┏━━

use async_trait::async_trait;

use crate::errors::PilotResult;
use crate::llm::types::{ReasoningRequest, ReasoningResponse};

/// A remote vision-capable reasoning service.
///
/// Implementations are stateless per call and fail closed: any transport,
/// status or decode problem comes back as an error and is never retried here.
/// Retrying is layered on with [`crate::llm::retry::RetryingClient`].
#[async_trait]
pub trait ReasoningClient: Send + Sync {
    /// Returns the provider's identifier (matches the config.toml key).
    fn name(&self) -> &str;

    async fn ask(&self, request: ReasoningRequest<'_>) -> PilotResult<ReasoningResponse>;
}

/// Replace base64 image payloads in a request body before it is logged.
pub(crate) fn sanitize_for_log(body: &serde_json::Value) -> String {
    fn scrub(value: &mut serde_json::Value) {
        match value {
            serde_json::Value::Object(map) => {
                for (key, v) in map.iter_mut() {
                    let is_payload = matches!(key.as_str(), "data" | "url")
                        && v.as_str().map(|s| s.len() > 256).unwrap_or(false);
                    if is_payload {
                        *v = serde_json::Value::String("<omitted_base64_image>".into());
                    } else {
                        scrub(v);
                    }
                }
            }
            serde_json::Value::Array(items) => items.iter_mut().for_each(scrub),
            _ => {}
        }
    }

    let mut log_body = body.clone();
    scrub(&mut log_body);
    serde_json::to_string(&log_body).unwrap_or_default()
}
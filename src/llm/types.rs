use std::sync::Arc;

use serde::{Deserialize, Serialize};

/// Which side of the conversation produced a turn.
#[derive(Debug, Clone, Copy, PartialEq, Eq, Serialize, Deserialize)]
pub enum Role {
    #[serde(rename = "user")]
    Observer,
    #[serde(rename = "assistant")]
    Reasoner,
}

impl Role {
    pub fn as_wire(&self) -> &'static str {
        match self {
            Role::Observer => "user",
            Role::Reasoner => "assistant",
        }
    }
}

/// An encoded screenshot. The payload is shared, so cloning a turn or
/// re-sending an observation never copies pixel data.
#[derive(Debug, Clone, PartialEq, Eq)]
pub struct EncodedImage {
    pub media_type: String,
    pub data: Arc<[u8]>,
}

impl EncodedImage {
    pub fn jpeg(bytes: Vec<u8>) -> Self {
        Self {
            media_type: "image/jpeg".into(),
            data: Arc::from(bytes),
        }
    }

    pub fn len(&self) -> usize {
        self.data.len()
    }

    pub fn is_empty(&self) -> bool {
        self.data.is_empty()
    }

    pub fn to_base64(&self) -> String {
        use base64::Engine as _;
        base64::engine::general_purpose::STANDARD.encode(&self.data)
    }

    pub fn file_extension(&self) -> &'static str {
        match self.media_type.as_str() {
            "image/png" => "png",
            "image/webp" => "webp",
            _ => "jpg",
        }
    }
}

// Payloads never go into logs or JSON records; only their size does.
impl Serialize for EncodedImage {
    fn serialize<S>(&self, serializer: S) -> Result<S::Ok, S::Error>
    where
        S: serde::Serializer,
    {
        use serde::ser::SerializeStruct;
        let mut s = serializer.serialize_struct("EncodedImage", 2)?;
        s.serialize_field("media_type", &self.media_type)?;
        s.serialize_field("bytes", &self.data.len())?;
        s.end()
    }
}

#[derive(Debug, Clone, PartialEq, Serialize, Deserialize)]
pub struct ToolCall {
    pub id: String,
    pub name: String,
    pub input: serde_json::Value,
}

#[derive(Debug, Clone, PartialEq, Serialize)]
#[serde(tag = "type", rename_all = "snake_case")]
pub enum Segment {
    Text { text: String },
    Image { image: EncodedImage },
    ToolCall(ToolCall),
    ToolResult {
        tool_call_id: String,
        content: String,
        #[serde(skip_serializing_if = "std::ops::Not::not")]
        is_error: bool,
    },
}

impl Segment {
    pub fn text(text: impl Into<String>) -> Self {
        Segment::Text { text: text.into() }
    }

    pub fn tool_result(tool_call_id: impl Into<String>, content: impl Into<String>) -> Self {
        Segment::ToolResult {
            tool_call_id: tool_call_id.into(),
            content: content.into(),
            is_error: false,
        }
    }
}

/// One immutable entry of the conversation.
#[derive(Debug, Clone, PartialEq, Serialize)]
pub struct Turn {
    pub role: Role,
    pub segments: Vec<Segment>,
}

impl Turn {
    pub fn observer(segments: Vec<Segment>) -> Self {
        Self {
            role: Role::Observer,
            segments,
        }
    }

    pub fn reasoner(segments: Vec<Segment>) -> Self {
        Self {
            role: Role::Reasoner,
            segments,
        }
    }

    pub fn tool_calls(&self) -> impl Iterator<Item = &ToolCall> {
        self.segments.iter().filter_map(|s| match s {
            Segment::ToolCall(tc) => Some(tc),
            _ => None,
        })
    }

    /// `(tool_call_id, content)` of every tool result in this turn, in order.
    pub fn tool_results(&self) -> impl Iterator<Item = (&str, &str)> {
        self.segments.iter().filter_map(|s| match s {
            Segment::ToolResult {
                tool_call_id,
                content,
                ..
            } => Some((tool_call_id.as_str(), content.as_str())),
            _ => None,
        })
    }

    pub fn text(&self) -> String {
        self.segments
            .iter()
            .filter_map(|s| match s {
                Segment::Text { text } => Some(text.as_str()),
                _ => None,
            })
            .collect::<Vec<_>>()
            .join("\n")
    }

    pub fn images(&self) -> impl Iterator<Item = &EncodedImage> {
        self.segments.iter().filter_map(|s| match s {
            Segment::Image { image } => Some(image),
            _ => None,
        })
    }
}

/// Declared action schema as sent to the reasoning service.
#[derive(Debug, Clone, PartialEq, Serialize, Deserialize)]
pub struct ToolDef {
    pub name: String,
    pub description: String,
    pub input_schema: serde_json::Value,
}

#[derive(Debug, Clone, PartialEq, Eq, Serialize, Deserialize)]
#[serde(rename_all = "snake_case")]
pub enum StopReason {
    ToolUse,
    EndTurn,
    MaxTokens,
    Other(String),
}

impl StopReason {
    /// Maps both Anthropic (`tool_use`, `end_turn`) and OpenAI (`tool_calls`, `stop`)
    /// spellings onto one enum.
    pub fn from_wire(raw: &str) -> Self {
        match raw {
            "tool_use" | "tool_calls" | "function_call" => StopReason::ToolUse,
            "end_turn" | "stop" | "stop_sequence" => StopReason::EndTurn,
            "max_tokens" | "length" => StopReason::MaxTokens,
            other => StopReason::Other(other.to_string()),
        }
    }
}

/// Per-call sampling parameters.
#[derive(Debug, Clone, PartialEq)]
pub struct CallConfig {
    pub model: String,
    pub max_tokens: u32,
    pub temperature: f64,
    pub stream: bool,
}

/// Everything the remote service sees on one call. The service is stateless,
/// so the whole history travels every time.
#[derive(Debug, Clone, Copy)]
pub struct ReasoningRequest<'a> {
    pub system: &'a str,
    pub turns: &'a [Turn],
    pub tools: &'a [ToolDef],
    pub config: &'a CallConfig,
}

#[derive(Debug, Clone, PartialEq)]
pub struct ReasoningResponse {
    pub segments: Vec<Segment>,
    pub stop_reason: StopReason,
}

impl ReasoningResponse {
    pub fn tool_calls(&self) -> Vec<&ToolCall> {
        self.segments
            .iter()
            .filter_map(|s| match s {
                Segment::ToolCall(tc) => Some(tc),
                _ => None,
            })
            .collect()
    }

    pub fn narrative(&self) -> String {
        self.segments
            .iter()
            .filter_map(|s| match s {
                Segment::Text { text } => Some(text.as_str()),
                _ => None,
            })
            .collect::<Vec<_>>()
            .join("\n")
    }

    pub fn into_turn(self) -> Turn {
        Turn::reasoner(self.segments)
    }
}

┗━━

_ASSIGNMENT_. Copy out the data exactly, keeping each line whole.

_EXERCISE RESPONSE_.
use async_trait::async_trait;

use crate::errors::PilotResult;
use crate::llm::types::{ReasoningRequest, ReasoningResponse};

/// A remote vision-capable reasoning service.
///
/// Implementations are stateless per call and fail closed: any transport,
/// status or decode problem comes back as an error and is never retried here.
/// Retrying is layered on with [`crate::llm::retry::RetryingClient`].
#[async_trait]
pub trait ReasoningClient: Send + Sync {
    /// Returns the provider's identifier (matches the config.toml key).
    fn name(&self) -> &str;

    async fn ask(&self, request: ReasoningRequest<'_>) -> PilotResult<ReasoningResponse>;
}

/// Replace base64 image payloads in a request body before it is logged.
pub(crate) fn sanitize_for_log(body: &serde_json::Value) -> String {
    fn scrub(value: &mut serde_json::Value) {
        match value {
            serde_json::Value::Object(map) => {
                for (key, v) in map.iter_mut() {
                    let is_payload = matches!(key.as_str(), "data" | "url")
                        && v.as_str().map(|s| s.len() > 256).unwrap_or(false);
                    if is_payload {
                        *v = serde_json::Value::String("<omitted_base64_image>".into());
                    } else {
                        scrub(v);
                    }
                }
            }
            serde_json::Value::Array(items) => items.iter_mut().for_each(scrub),
            _ => {}
        }
    }

    let mut log_body = body.clone();
    scrub(&mut log_body);
    serde_json::to_string(&log_body).unwrap_or_default()
}
filename src/llm/types.rs
use std::sync::Arc;

use serde::{Deserialize, Serialize};

/// Which side of the conversation produced a turn.
#[derive(Debug, Clone, Copy, PartialEq, Eq, Serialize, Deserialize)]
pub enum Role {
    #[serde(rename = "user")]
    Observer,
    #[serde(rename = "assistant")]
    Reasoner,
}

impl Role {
    pub fn as_wire(&self) -> &'static str {
        match self {
            Role::Observer => "user",
            Role::Reasoner => "assistant",
        }
    }
}

/// An encoded screenshot. The payload is shared, so cloning a turn or
/// re-sending an observation never copies pixel data.
#[derive(Debug, Clone, PartialEq, Eq)]
pub struct EncodedImage {
    pub media_type: String,
    pub data: Arc<[u8]>,
}

impl EncodedImage {
    pub fn jpeg(bytes: Vec<u8>) -> Self {
        Self {
            media_type: "image/jpeg".into(),
            data: Arc::from(bytes),
        }
    }

    pub fn len(&self) -> usize {
        self.data.len()
    }

    pub fn is_empty(&self) -> bool {
        self.data.is_empty()
    }

    pub fn to_base64(&self) -> String {
        use base64::Engine as _;
        base64::engine::general_purpose::STANDARD.encode(&self.data)
    }

    pub fn file_extension(&self) -> &'static str {
        match self.media_type.as_str() {
            "image/png" => "png",
            "image/webp" => "webp",
            _ => "jpg",
        }
    }
}

// Payloads never go into logs or JSON records; only their size does.
impl Serialize for EncodedImage {
    fn serialize<S>(&self, serializer: S) -> Result<S::Ok, S::Error>
    where
        S: serde::Serializer,
    {
        use serde::ser::SerializeStruct;
        let mut s = serializer.serialize_struct("EncodedImage", 2)?;
        s.serialize_field("media_type", &self.media_type)?;
        s.serialize_field("bytes", &self.data.len())?;
        s.end()
    }
}

#[derive(Debug, Clone, PartialEq, Serialize, Deserialize)]
pub struct ToolCall {
    pub id: String,
    pub name: String,
    pub input: serde_json::Value,
}

#[derive(Debug, Clone, PartialEq, Serialize)]
#[serde(tag = "type", rename_all = "snake_case")]
pub enum Segment {
    Text { text: String },
    Image { image: EncodedImage },
    ToolCall(ToolCall),
    ToolResult {
        tool_call_id: String,
        content: String,
        #[serde(skip_serializing_if = "std::ops::Not::not")]
        is_error: bool,
    },
}

impl Segment {
    pub fn text(text: impl Into<String>) -> Self {
        Segment::Text { text: text.into() }
    }

    pub fn tool_result(tool_call_id: impl Into<String>, content: impl Into<String>) -> Self {
        Segment::ToolResult {
            tool_call_id: tool_call_id.into(),
            content: content.into(),
            is_error: false,
        }
    }
}

/// One immutable entry of the conversation.
#[derive(Debug, Clone, PartialEq, Serialize)]
pub struct Turn {
    pub role: Role,
    pub segments: Vec<Segment>,
}

impl Turn {
    pub fn observer(segments: Vec<Segment>) -> Self {
        Self {
            role: Role::Observer,
            segments,
        }
    }

    pub fn reasoner(segments: Vec<Segment>) -> Self {
        Self {
            role: Role::Reasoner,
            segments,
        }
    }

    pub fn tool_calls(&self) -> impl Iterator<Item = &ToolCall> {
        self.segments.iter().filter_map(|s| match s {
            Segment::ToolCall(tc) => Some(tc),
            _ => None,
        })
    }

    /// `(tool_call_id, content)` of every tool result in this turn, in order.
    pub fn tool_results(&self) -> impl Iterator<Item = (&str, &str)> {
        self.segments.iter().filter_map(|s| match s {
            Segment::ToolResult {
                tool_call_id,
                content,
                ..
            } => Some((tool_call_id.as_str(), content.as_str())),
            _ => None,
        })
    }

    pub fn text(&self) -> String {
        self.segments
            .iter()
            .filter_map(|s| match s {
                Segment::Text { text } => Some(text.as_str()),
                _ => None,
            })
            .collect::<Vec<_>>()
            .join("\n")
    }

    pub fn images(&self) -> impl Iterator<Item = &EncodedImage> {
        self.segments.iter().filter_map(|s| match s {
            Segment::Image { image } => Some(image),
            _ => None,
        })
    }
}

/// Declared action schema as sent to the reasoning service.
#[derive(Debug, Clone, PartialEq, Serialize, Deserialize)]
pub struct ToolDef {
    pub name: String,
    pub description: String,
    pub input_schema: serde_json::Value,
}

#[derive(Debug, Clone, PartialEq, Eq, Serialize, Deserialize)]
#[serde(rename_all = "snake_case")]
pub enum StopReason {
    ToolUse,
    EndTurn,
    MaxTokens,
    Other(String),
}

impl StopReason {
    /// Maps both Anthropic (`tool_use`, `end_turn`) and OpenAI (`tool_calls`, `stop`)
    /// spellings onto one enum.
    pub fn from_wire(raw: &str) -> Self {
        match raw {
            "tool_use" | "tool_calls" | "function_call" => StopReason::ToolUse,
            "end_turn" | "stop" | "stop_sequence" => StopReason::EndTurn,
            "max_tokens" | "length" => StopReason::MaxTokens,
            other => StopReason::Other(other.to_string()),
        }
    }
}

/// Per-call sampling parameters.
#[derive(Debug, Clone, PartialEq)]
pub struct CallConfig {
    pub model: String,
    pub max_tokens: u32,
    pub temperature: f64,
    pub stream: bool,
}

/// Everything the remote service sees on one call. The service is stateless,
/// so the whole history travels every time.
#[derive(Debug, Clone, Copy)]
pub struct ReasoningRequest<'a> {
    pub system: &'a str,
    pub turns: &'a [Turn],
    pub tools: &'a [ToolDef],
    pub config: &'a CallConfig,
}

#[derive(Debug, Clone, PartialEq)]
pub struct ReasoningResponse {
    pub segments: Vec<Segment>,
    pub stop_reason: StopReason,
}

impl ReasoningResponse {
    pub fn tool_calls(&self) -> Vec<&ToolCall> {
        self.segments
            .iter()
            .filter_map(|s| match s {
                Segment::ToolCall(tc) => Some(tc),
                _ => None,
            })
            .collect()
    }

    pub fn narrative(&self) -> String {
        self.segments
            .iter()
            .filter_map(|s| match s {
                Segment::Text { text } => Some(text.as_str()),
                _ => None,
            })
            .collect::<Vec<_>>()
            .join("\n")
    }

    pub fn into_turn(self) -> Turn {
        Turn::reasoner(self.segments)
    }
}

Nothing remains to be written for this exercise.